The ABC’s of Anti Aging Skin Care

anti aging skin care

Incorporating several key vitamins into your diet is a powerful first step of your anti aging skin care routine. The best part is you don’t need to go too far out of your way to get these vitamins. They are abundant in the foods you eat. Many fruits, vegetables, nuts and seeds will provide all the vitamins you need to have glowing skin. You can eat your way to looking young again.
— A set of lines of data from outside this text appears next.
pub fn plot_incident(records: &[ClaimRecord]) -> Result<ChartArtifact, ChartError> {
    let kind = ChartKind::Incident;
    let series = aggregate::daily_counts(records);
    let Some(first) = series.first() else {
        return Err(ChartError::NoData {
            chart: kind.title(),
        });
    };
    let figure = DailyLineChart {
        title: kind.title(),
        color: FRAUD_RED,
        start: first.date,
        values: series.iter().map(|d| d.count as f64).collect(),
    };
    finish(kind, &figure)
}

pub fn plot_report(records: &[ClaimRecord]) -> Result<ChartArtifact, ChartError> {
    let kind = ChartKind::PoliceReport;
    ensure_rows(kind, records)?;
    let splits = aggregate::police_report_split(records);
    let figure = BarChart {
        title: kind.title(),
        category_desc: Some("police report available"),
        categories: splits.iter().map(|s| s.category.clone()).collect(),
        series: fraud_series(&splits, ("fraud", "not fraud"), (FRAUD_RED, TEAL)),
        layout: BarLayout::Stacked,
        orientation: Orientation::Vertical,
        legend: true,
        transparent: false,
    };
    finish(kind, &figure)
}

pub fn plot_amount_claim(records: &[ClaimRecord]) -> Result<ChartArtifact, ChartError> {
    let kind = ChartKind::AmountClaim;
    ensure_rows(kind, records)?;
    let years = aggregate::claim_breakdown_by_year(records);
    let column = |f: fn(&ClaimBreakdown) -> i64| {
        years.iter().map(|y| f(y) as f64).collect::<Vec<_>>()
    };
    let figure = BarChart {
        title: kind.title(),
        category_desc: Some("Auto Year"),
        categories: years.iter().map(|y| y.auto_year.to_string()).collect(),
        series: vec![
            BarSeries {
                label: "Injury",
                color: FRAUD_RED,
                values: column(|y| y.injury),
            },
            BarSeries {
                label: "Property",
                color: TEAL,
                values: column(|y| y.property),
            },
            BarSeries {
                label: "Vehicle",
                color: LIME,
                values: column(|y| y.vehicle),
            },
        ],
        layout: BarLayout::Stacked,
        orientation: Orientation::Vertical,
        legend: true,
        transparent: false,
    };
    finish(kind, &figure)
}

pub fn plot_total_claim(records: &[ClaimRecord]) -> Result<ChartArtifact, ChartError> {
    let kind = ChartKind::TotalClaim;
    ensure_rows(kind, records)?;
    let splits = aggregate::claims_by_year(records);
    let figure = BarChart {
        title: kind.title(),
        category_desc: Some("Auto Year"),
        categories: splits.iter().map(|s| s.category.clone()).collect(),
        series: fraud_series(&splits, ("Fraud", "No Fraud"), (ORANGE, PURE_BLUE)),
        layout: BarLayout::Grouped,
        orientation: Orientation::Horizontal,
        legend: true,
        transparent: false,
    };
    finish(kind, &figure)
}

fn incident_city_figure(records: &[ClaimRecord]) -> BarChart {
    let ranking = aggregate::fraud_by_city(records);
    BarChart {
        title: ChartKind::IncidentCity.title(),
        category_desc: Some("incident_city"),
        categories: ranking.iter().map(|c| c.category.clone()).collect(),
        series: vec![BarSeries {
            label: "fraud_reported",
            color: FRAUD_RED,
            values: ranking.iter().map(|c| c.count as f64).collect(),
        }],
        layout: BarLayout::Grouped,
        orientation: Orientation::Vertical,
        legend: true,
        transparent: false,
    }
}

pub fn plot_incident_city(records: &[ClaimRecord]) -> Result<ChartArtifact, ChartError> {
    let kind = ChartKind::IncidentCity;
    ensure_rows(kind, records)?;
    finish(kind, &incident_city_figure(records))
}

pub fn plot_incident_hour(records: &[ClaimRecord]) -> Result<ChartArtifact, ChartError> {
    let kind = ChartKind::IncidentHour;
    ensure_rows(kind, records)?;
    let splits = aggregate::claims_by_hour(records);
    let figure = BarChart {
        title: kind.title(),
        category_desc: Some("Incident Hour Of The Day"),
        categories: splits.iter().map(|s| s.category.clone()).collect(),
        series: fraud_series(&splits, ("Fraud", "No Fraud"), (FRAUD_RED, TEAL)),
        layout: BarLayout::Grouped,
        orientation: Orientation::Vertical,
        legend: true,
        transparent: false,
    };
    finish(kind, &figure)
}

#[cfg(test)]
mod tests {
    use super::*;
    use crate::aggregate::tests::claim;
    use chrono::NaiveDate;

    fn sample() -> Vec<ClaimRecord> {
        let mut records = Vec::new();
        for i in 0..12u32 {
            let flag = if i % 3 == 0 {
                FraudFlag::Yes
            } else {
                FraudFlag::No
            };
            let mut r = claim(flag);
            r.age = Some(20 + i as i64 * 4);
            r.months_as_customer = Some(10 + i as i64 * 30);
            r.policy_annual_premium = Some(900.0 + i as f64 * 55.5);
            r.incident_date = NaiveDate::from_ymd_opt(2015, 1, 1 + i * 2);
            r.incident_city =
                Some(["Columbus", "Arlington", "Springfield"][i as usize % 3].to_string());
            r.incident_hour_of_the_day = Some((i * 2) as u8);
            r.police_report_available = Some(["YES", "NO", "?"][i as usize % 3].to_string());
            r.auto_year = Some(2000 + (i as i32 % 4));
            records.push(r);
        }
        records
    }

    #[test]
    fn every_chart_renders_a_png() {
        let records = sample();
        let set = render_all(&records).unwrap();
        assert_eq!(set.len(), 8);
        for (artifact, kind) in set.iter().zip(ChartKind::ALL) {
            assert_eq!(artifact.kind, kind);
            assert_eq!(&artifact.png[..8], b"\x89PNG\r\n\x1a\n", "{}", kind.slug());
            assert_eq!(STANDARD.decode(&artifact.base64).unwrap(), artifact.png);
        }
    }

    #[test]
    fn rendering_is_idempotent() {
        let records = sample();
        for kind in ChartKind::ALL {
            let first = kind.render(&records).unwrap();
            let second = kind.render(&records).unwrap();
            assert_eq!(first.png, second.png, "{}", kind.slug());
        }
    }

    #[test]
    fn render_order_does_not_change_output() {
        let records = sample();
        let before = records.clone();
        let forward: Vec<_> = ChartKind::ALL
            .iter()
            .map(|k| k.render(&records).unwrap())
            .collect();
        let backward: Vec<_> = ChartKind::ALL
            .iter()
            .rev()
            .map(|k| k.render(&records).unwrap())
            .collect();
        for (a, b) in forward.iter().zip(backward.iter().rev()) {
            assert_eq!(a.png, b.png, "{}", a.kind.slug());
        }
        assert_eq!(records, before);
    }

    #[test]
    fn base64_has_no_wrapper_characters() {
        let artifact = plot_age(&sample()).unwrap();
        assert!(artifact.base64.starts_with("iVBORw0KGgo"));
        assert!(!artifact.base64.contains('\''));
    }

    #[test]
    fn empty_table_is_no_data() {
        for kind in ChartKind::ALL {
            assert!(
                matches!(kind.render(&[]), Err(ChartError::NoData { .. })),
                "{}",
                kind.slug()
            );
        }
    }

    fn color_type(png_bytes: &[u8]) -> png::ColorType {
        let reader = png::Decoder::new(png_bytes).read_info().unwrap();
        reader.info().color_type
    }

    #[test]
    fn age_chart_background_is_transparent() {
        let records = sample();
        let age = plot_age(&records).unwrap();
        assert_eq!(color_type(&age.png), png::ColorType::Rgba);

        let mut reader = png::Decoder::new(&age.png[..]).read_info().unwrap();
        let mut pixels = vec![0; reader.output_buffer_size()];
        reader.next_frame(&mut pixels).unwrap();
        assert_eq!(pixels[3], 0, "top-left corner alpha");
        assert!(pixels.chunks_exact(4).any(|px| px[3] == 255));

        for kind in ChartKind::ALL.into_iter().filter(|k| *k != ChartKind::AgeGroup) {
            let artifact = kind.render(&records).unwrap();
            assert_eq!(color_type(&artifact.png), png::ColorType::Rgb, "{}", kind.slug());
        }
    }

    #[test]
    fn city_chart_shows_its_series_legend() {
        let figure = incident_city_figure(&sample());
        assert_eq!(figure.legend_entries(), vec![("fraud_reported", FRAUD_RED)]);
        let hidden = BarChart {
            legend: false,
            ..figure
        };
        assert!(hidden.legend_entries().is_empty());
    }

    #[test]
    fn charts_tolerate_blank_cells() {
        let mut records = sample();
        records[0].police_report_available = None;
        records[1].policy_annual_premium = None;
        records[2].auto_year = None;
        records[3].incident_date = None;
        for kind in ChartKind::ALL {
            kind.render(&records).unwrap();
        }

        for r in records.iter_mut() {
            r.months_as_customer = None;
        }
        assert!(matches!(
            plot_premium(&records),
            Err(ChartError::NoData { .. })
        ));
    }

    #[test]
    fn single_row_still_renders() {
        let records = vec![claim(FraudFlag::Yes)];
        for kind in ChartKind::ALL {
            kind.render(&records).unwrap();
        }
    }
}
use crate::charts::{self, ChartSet};
use crate::error::{DashboardError, PageError};
use crate::summary;
use crate::types::{CardData, ClaimRecord};
use askama::Template;
use std::time::Instant;
use tracing::info;

struct ChartPanel<'a> {
    id: &'static str,
    title: &'static str,
    base64: &'a str,
}

#[derive(Template)]
#[template(path = "index.html")]
struct IndexTemplate<'a> {
    cards: &'a CardData,
    panels: Vec<ChartPanel<'a>>,
}

pub fn render_page(cards: &CardData, charts: &ChartSet) -> Result<String, PageError> {
    let panels = charts
        .iter()
        .map(|c| ChartPanel {
            id: c.kind.slug(),
            title: c.kind.title(),
            base64: &c.base64,
        })
        .collect();
    Ok(IndexTemplate { cards, panels }.render()?)
}

/// Cards, charts and page for one request, computed from scratch.
pub fn build_dashboard(records: &[ClaimRecord]) -> Result<String, DashboardError> {
    let started = Instant::now();
    let cards = summary::card_data(records)?;
    let charts = charts::render_all(records)?;
    let html = render_page(&cards, &charts)?;
    info!(
        rows = records.len(),
        bytes = html.len(),
        elapsed_ms = started.elapsed().as_millis() as u64,
        "dashboard built"
    );
    Ok(html)
}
As a proponent of an eco-friendly lifestyle, I recommend obtaining these nutrients from a diet rich in plant-based foods rather than animal sources for maximum benefit.

Vitamin A 

  • Can be found in lots of different foods including carrots, squash, apricots, broccoli and mango.
  • Helps ward off acne break-outs and dark spots caused by overexposure to the sun.
  • Hinders signs of skin aging.
  • Increases the flow of blood to the skin, resulting in more hydration.
  • Reduces sebum production, which can reduce the chances of blockage of the sebaceous gland duct.
  • Diminishes harm to the skin by counteracting too much UV exposure.

Vitamin B Family

Vitamin B2 

  • Recognized as riboflavin, some of the foods where vitamin B2 can be found include soybeans, mushrooms, eggs, yogurt and broccoli.
  • Works to relieve dry and itchy skin.
  • Helps skin maintain hydration.
  • Supports cellular respiration and other processes.

Vitamin B3 

  • Acknowledged widely as niacin and bountiful in delicious foods such as avocados, tomatoes, eggs, potatoes, portobello mushrooms, sunflower seeds, sesame seeds, pumpkin and squash seeds and green peas, just to name a few.
  • Has the ability to defend against particular skin cancers.
  • Effectively handles the manifestation of rosacea on the body.
  • Reduces sebum formulation, which helps prevent acne.
  • Fortifies the skin barrier to maintain skin moisture.

Vitamin B5 

  • Well-known as pantothenic acid and plentiful in corn, cauliflower, kale, legumes, lentils, sunflower seeds and more.
  • Thoroughly moisturizes the epidermis.
  • Dissolves oils that clog pores.
  • Helps skin restoration for a more youthful appearance.
  • Possesses anti-inflammatory properties, manages itchiness and several skin discomforts.

Vitamin B6 

  • Pyridoxine is available in bananas, watermelon, rice, spinach, nuts, lentils, beet greens, collard greens, asparagus, pineapple and the list goes on.
  • Keeps dry skin, eczema and acne in check.
  • Balances hormones to defend against blemishes.

Vitamin B7 

  • Commonly known as biotin and found in cabbage, spinach, soybeans, green peas, cauliflower, avocados, almonds, walnuts, pecans, peanuts, lentils and the like.
  • Returns moisture levels to the skin and soothes itchy skin and dermatitis.
  • Boosts the body’s ability to manufacture fatty acids in the epidermis to promote hydration.

Vitamin C 

  • Often found in guava, kiwi, oranges, grapes, strawberries and red bell peppers.
  • Combats harmful UV rays, which lead to skin damage.
  • Minimizes the risk of dry skin.
  • Decreases melanin production to brighten the skin.

Vitamin D 

  • Look for it in cod liver oil, portobello mushrooms and the sun! Animal sources for vitamin D include several types of fish.
  • Benefits cell renewal in the skin.
  • Refreshes maturing skin.
  • Helps govern the skin’s innate defense mechanism.

Vitamin E 

  • Abounds in foods such as tofu, leafy greens, avocado, sunflower seeds, almonds and wheat.
  • Minimizes irregularities in the skin.
  • Retains the skin’s firmness.
  • Dramatically lightens dark spots with continued use.

Vitamin F 

  • Known as linoleic acid, or essential fatty acids, and refers to omega -3 and omega -6 fatty acids.
  • Vitamin F often is found in mayonnaise, walnuts, pecans, Brazil nuts, pine nuts, sunflower seeds, grape seed oil, olive oil, avocado and many types of fish.
  • Responsible for wound and skin healing.
  • Inspires skin revitalization and works against scars and imperfections.
  • Preserves the skin’s suppleness and youthful appearance.
  • Impressively manages the appearance of acne.

Vitamin K 

  • Like Vitamin B, there are several types of vitamin K, including K1, K2 and K3.
  • It often is found in plums, kiwi, broccoli, avocado, blueberries, peaches, figs, blackberries, spinach, Brussels sprouts, parsley, asparagus, turnip beet, mustard greens and more.
  • Contains antioxidant properties, which enhance skin elasticity.
  • May help limit bruising when applied topically.
  • Prevents dark spots under the eyes.

Integrating these nutrients into your diet regularly will equip your body with the tools it needs to stay young and maintain radiant skin.